In Does Insight in Therapy Equal Happiness? Dr. Friedman writes:
Psychoanalysts and other therapists have argued for years about this question, which gets to the heart of how therapy works (when it does) to relieve psychological distress.
Theoretical debates have not settled the question, but one interesting clue about the possible relevance of insight comes from comparative studies of different types of psychotherapy — only some of which emphasize insight.
In fact, when two different types of psychotherapies have been directly compared — and there are more than 100 such studies — it has often been hard to find any differences between them.

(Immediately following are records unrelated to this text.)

//! Feature runner
//!
//! Discovers `*.feature.json` trees in a directory, builds them, runs every
//! scenario with a fresh world and collects the results.

use std::io::Write;
use std::path::{Path, PathBuf};
use std::time::{Duration, Instant};
use crate::builder::{Builder, JsonBuilder};
use crate::engine::{Engine, ScenarioReport};
use crate::error::LoadError;
use crate::formatters::{self, Format};
use crate::model::Feature;
use crate::reporter::{ReporterHub, Status, Summary};

/// Environment variable that turns on step stub generation
pub const STUBS_ENV: &str = "STUBS";

/// Environment variable that makes [`run_and_assert`] list every step
pub const VERBOSE_ENV: &str = "STEPSPEC_VERBOSE";

/// Configuration for the runner
#[derive(Debug, Clone)]
pub struct RunConfig {
    /// Directory containing feature trees, or a single feature tree file
    pub dir: PathBuf,
    /// Optional filter: only run files whose name contains this string
    pub filter: Option<String>,
    /// File name suffixes to scan (default: [".feature.json"])
    pub extensions: Vec<String>,
    /// Print a step definition skeleton for every undefined step
    pub generate_step_stubs: bool,
    /// Report each step as its own example
    pub granular_steps: bool,
    /// Output format for `run_to`
    pub format: Format,
    /// [`Runner::report`] lists every step, not only failures
    pub verbose: bool,
}

impl Default for RunConfig {
    fn default() -> Self {
        Self {
            dir: PathBuf::from("features"),
            filter: None,
            extensions: vec![".feature.json".into()],
            generate_step_stubs: std::env::var_os(STUBS_ENV).is_some(),
            granular_steps: true,
            format: Format::Doc,
            verbose: false,
        }
    }
}

/// Result of running all features
#[derive(Debug)]
pub struct RunResult {
    /// Scenario reports, in run order
    pub scenarios: Vec<ScenarioReport>,
    /// Counts of visible examples
    pub summary: Summary,
    /// Stubs for undefined steps, when stub generation is on
    pub missing_steps: Vec<String>,
    /// Number of feature tree files loaded
    pub files: usize,
    /// Total duration
    pub duration: Duration,
}

impl RunResult {
    /// True when no scenario failed and no feature-level hook failed;
    /// pending scenarios do not count as failures
    pub fn all_passed(&self) -> bool {
        self.failed_count() == 0 && self.summary.failures == 0
    }

    pub fn passed_count(&self) -> usize {
        self.count(Status::Passed)
    }

    pub fn failed_count(&self) -> usize {
        self.count(Status::Failed)
    }

    pub fn pending_count(&self) -> usize {
        self.count(Status::Pending)
    }

    fn count(&self, status: Status) -> usize {
        self.scenarios.iter().filter(|s| s.status == status).count()
    }

    /// Format a summary line
    pub fn summary(&self) -> String {
        format!(
            "{} passed, {} failed, {} pending ({}ms)",
            self.passed_count(),
            self.failed_count(),
            self.pending_count(),
            self.duration.as_millis(),
        )
    }
}

/// The feature runner. `W` is the per-scenario world.
pub struct Runner<W> {
    engine: Engine<W>,
    config: RunConfig,
}

impl<W: Default> Runner<W> {
    /// Create a new runner with an empty step registry
    pub fn new(config: RunConfig) -> Self {
        Self::with_engine(Engine::new(), config)
    }

    /// Create a new runner around an engine with steps already registered
    pub fn with_engine(mut engine: Engine<W>, config: RunConfig) -> Self {
        engine.granular_steps = config.granular_steps;
        Self { engine, config }
    }

    /// Get mutable reference to the engine (for registering steps and hooks)
    pub fn engine_mut(&mut self) -> &mut Engine<W> {
        &mut self.engine
    }

    pub fn config(&self) -> &RunConfig {
        &self.config
    }

    /// Discover feature tree files in the configured directory
    pub fn discover(&self) -> Result<Vec<PathBuf>, LoadError> {
        let mut files = Vec::new();
        let dir = &self.config.dir;

        if !dir.exists() {
            return Err(LoadError::NotFound(dir.clone()));
        }

        if dir.is_file() {
            files.push(dir.clone());
            return Ok(files);
        }

        self.scan_dir(dir, &mut files)?;

        files.sort();
        Ok(files)
    }

    fn scan_dir(&self, dir: &Path, files: &mut Vec<PathBuf>) -> Result<(), LoadError> {
        let io_err = |source: std::io::Error| LoadError::Io {
            path: dir.to_path_buf(),
            source,
        };
        for entry in std::fs::read_dir(dir).map_err(io_err)? {
            let path = entry.map_err(io_err)?.path();

            if path.is_dir() {
                self.scan_dir(&path, files)?;
            } else if self.is_feature_file(&path) {
                if let Some(ref filter) = self.config.filter {
                    let name = path.file_name()
                        .and_then(|s| s.to_str())
                        .unwrap_or("");
                    if !name.contains(filter.as_str()) {
                        continue;
                    }
                }
                files.push(path);
            }
        }
        Ok(())
    }

    fn is_feature_file(&self, path: &Path) -> bool {
        if let Some(name) = path.file_name().and_then(|n| n.to_str()) {
            self.config.extensions.iter().any(|ext| name.ends_with(ext.as_str()))
        } else {
            false
        }
    }

    /// Build every discovered file, in discovery order
    pub fn load(&self) -> Result<Vec<(PathBuf, Vec<Feature>)>, LoadError> {
        self.discover()?
            .into_iter()
            .map(|file| {
                let features = JsonBuilder::new(&file).build()?;
                Ok((file, features))
            })
            .collect()
    }

    /// Count the scenarios that would be run
    pub fn count_scenarios(&self) -> Result<usize, LoadError> {
        Ok(self
            .load()?
            .iter()
            .flat_map(|(_, features)| features.iter())
            .map(|f| f.scenarios.len())
            .sum())
    }

    /// Run everything without formatter output
    pub fn run_all(&self) -> Result<RunResult, LoadError> {
        self.run_with(ReporterHub::silent(self.config.generate_step_stubs))
    }

    /// Run everything, writing the configured format to `out`
    pub fn run_to(&self, out: Box<dyn Write>) -> Result<RunResult, LoadError> {
        let reporter = formatters::formatter(self.config.format, out);
        self.run_with(ReporterHub::new(vec![reporter], self.config.generate_step_stubs))
    }

    /// Write one line per scenario to `out`, followed by its failed steps
    /// and hook failures, or by every step when `verbose` is set
    pub fn report(&self, result: &RunResult, out: &mut dyn Write) -> std::io::Result<()> {
        for scenario in &result.scenarios {
            let name = format!("{} {}", scenario.feature, scenario.scenario);
            match scenario.status {
                Status::Passed => writeln!(out, "PASS     {}", name)?,
                Status::Pending => writeln!(out, "PENDING  {}", name)?,
                Status::Failed => writeln!(out, "FAIL     {}", name)?,
            }
            for example in scenario.hook_failures.iter().chain(&scenario.steps) {
                let show = self.config.verbose
                    || (example.status == Status::Failed && !example.is_dependency_pending());
                if !show {
                    continue;
                }
                writeln!(out, "  {} ({:?})", example.description(), example.status)?;
                if let Some(message) = example.message() {
                    writeln!(out, "    {}", message)?;
                }
                if let Some(ref failure) = example.failure {
                    for line in &failure.backtrace {
                        writeln!(out, "    # {}", line)?;
                    }
                }
            }
        }

        if !result.missing_steps.is_empty() {
            writeln!(out, "{}", crate::visibility::render_stubs(&result.missing_steps))?;
        }
        writeln!(out, "\n{}", result.summary())
    }

    /// Run everything through a caller-supplied hub
    pub fn run_with(&self, mut hub: ReporterHub) -> Result<RunResult, LoadError> {
        let start = Instant::now();
        let loaded = self.load()?;

        let mut scenarios = Vec::new();
        for (file, features) in &loaded {
            let file_path = file.display().to_string();
            tracing::debug!(file = %file_path, features = features.len(), "running feature file");
            scenarios.extend(self.run_features(&mut hub, &file_path, features));
        }

        let missing_steps = hub.stubs().iter().map(str::to_string).collect();
        let duration = start.elapsed();
        let summary = hub.finish(duration);

        Ok(RunResult {
            scenarios,
            summary,
            missing_steps,
            files: loaded.len(),
            duration,
        })
    }

    /// Run already-built features from one file, in order
    pub fn run_features(
        &self,
        hub: &mut ReporterHub,
        file_path: &str,
        features: &[Feature],
    ) -> Vec<ScenarioReport> {
        features
            .iter()
            .flat_map(|feature| self.engine.run_feature(hub, file_path, feature, W::default))
            .collect()
    }
}

/// Builder API for convenient runner construction
pub struct RunnerBuilder<W> {
    config: RunConfig,
    engine: Option<Engine<W>>,
}

impl<W: Default> RunnerBuilder<W> {
    /// Start building a runner for the given directory
    pub fn new(dir: impl Into<PathBuf>) -> Self {
        Self {
            config: RunConfig {
                dir: dir.into(),
                ..Default::default()
            },
            engine: None,
        }
    }

    /// Set the file name filter
    pub fn filter(mut self, filter: impl Into<String>) -> Self {
        self.config.filter = Some(filter.into());
        self
    }

    /// Set file name suffixes to scan
    pub fn extensions(mut self, exts: Vec<String>) -> Self {
        self.config.extensions = exts;
        self
    }

    pub fn generate_step_stubs(mut self, enabled: bool) -> Self {
        self.config.generate_step_stubs = enabled;
        self
    }

    pub fn granular_steps(mut self, enabled: bool) -> Self {
        self.config.granular_steps = enabled;
        self
    }

    pub fn format(mut self, format: Format) -> Self {
        self.config.format = format;
        self
    }

    pub fn verbose(mut self, verbose: bool) -> Self {
        self.config.verbose = verbose;
        self
    }

    /// Use an engine with steps already registered
    pub fn engine(mut self, engine: Engine<W>) -> Self {
        self.engine = Some(engine);
        self
    }

    /// Build and return the runner
    pub fn build(self) -> Runner<W> {
        match self.engine {
            Some(engine) => Runner::with_engine(engine, self.config),
            None => Runner::new(self.config),
        }
    }

    /// Build and run all features
    pub fn run(self) -> Result<RunResult, LoadError> {
        self.build().run_all()
    }
}

/// Convenience function: create a runner builder for a directory
pub fn run<W: Default>(dir: impl Into<PathBuf>) -> RunnerBuilder<W> {
    RunnerBuilder::new(dir)
}

/// Run feature trees and integrate with `#[test]` by panicking on failure.
///
/// Usage in cargo tests:
/// ```rust,ignore
/// #[test]
/// fn features() {
///     emx_stepspec::run_and_assert::<Cart>("tests/features", |engine| {
///         engine.registry.step("an empty cart", |cart, _| { cart.clear(); Ok(()) }).unwrap();
///     });
/// }
/// ```
pub fn run_and_assert<W: Default>(dir: impl Into<PathBuf>, register: impl FnOnce(&mut Engine<W>)) {
    let mut engine = Engine::new();
    register(&mut engine);

    let config = RunConfig {
        dir: dir.into(),
        verbose: std::env::var_os(VERBOSE_ENV).is_some(),
        ..Default::default()
    };

    let runner = Runner::with_engine(engine, config);
    let result = match runner.run_all() {
        Ok(r) => r,
        Err(e) => panic!("failed to load features: {}", e),
    };

    if let Err(e) = runner.report(&result, &mut std::io::stderr()) {
        tracing::warn!(error = %e, "failed to write run report");
    }

    if !result.all_passed() {
        panic!("{} scenario(s) failed ({})", result.failed_count(), result.summary.line());
    }
}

Researchers aptly call this phenomenon the Dodo effect, referring to the Dodo bird in Lewis Carroll’s “Alice in Wonderland” who, having presided over a most whimsical race, pronounces everyone a winner.
The meaning for patients is clear. If you’re depressed, for example, you are likely to feel better whether your therapist uses a cognitive-behavioral approach, which aims to correct distorted thoughts and feelings, or an insight-oriented psychodynamic therapy.
Since the common ingredient in all therapies is not insight, but a nonspecific human bond with your therapist, it seems fair to say that insight is neither necessary nor sufficient to feeling better.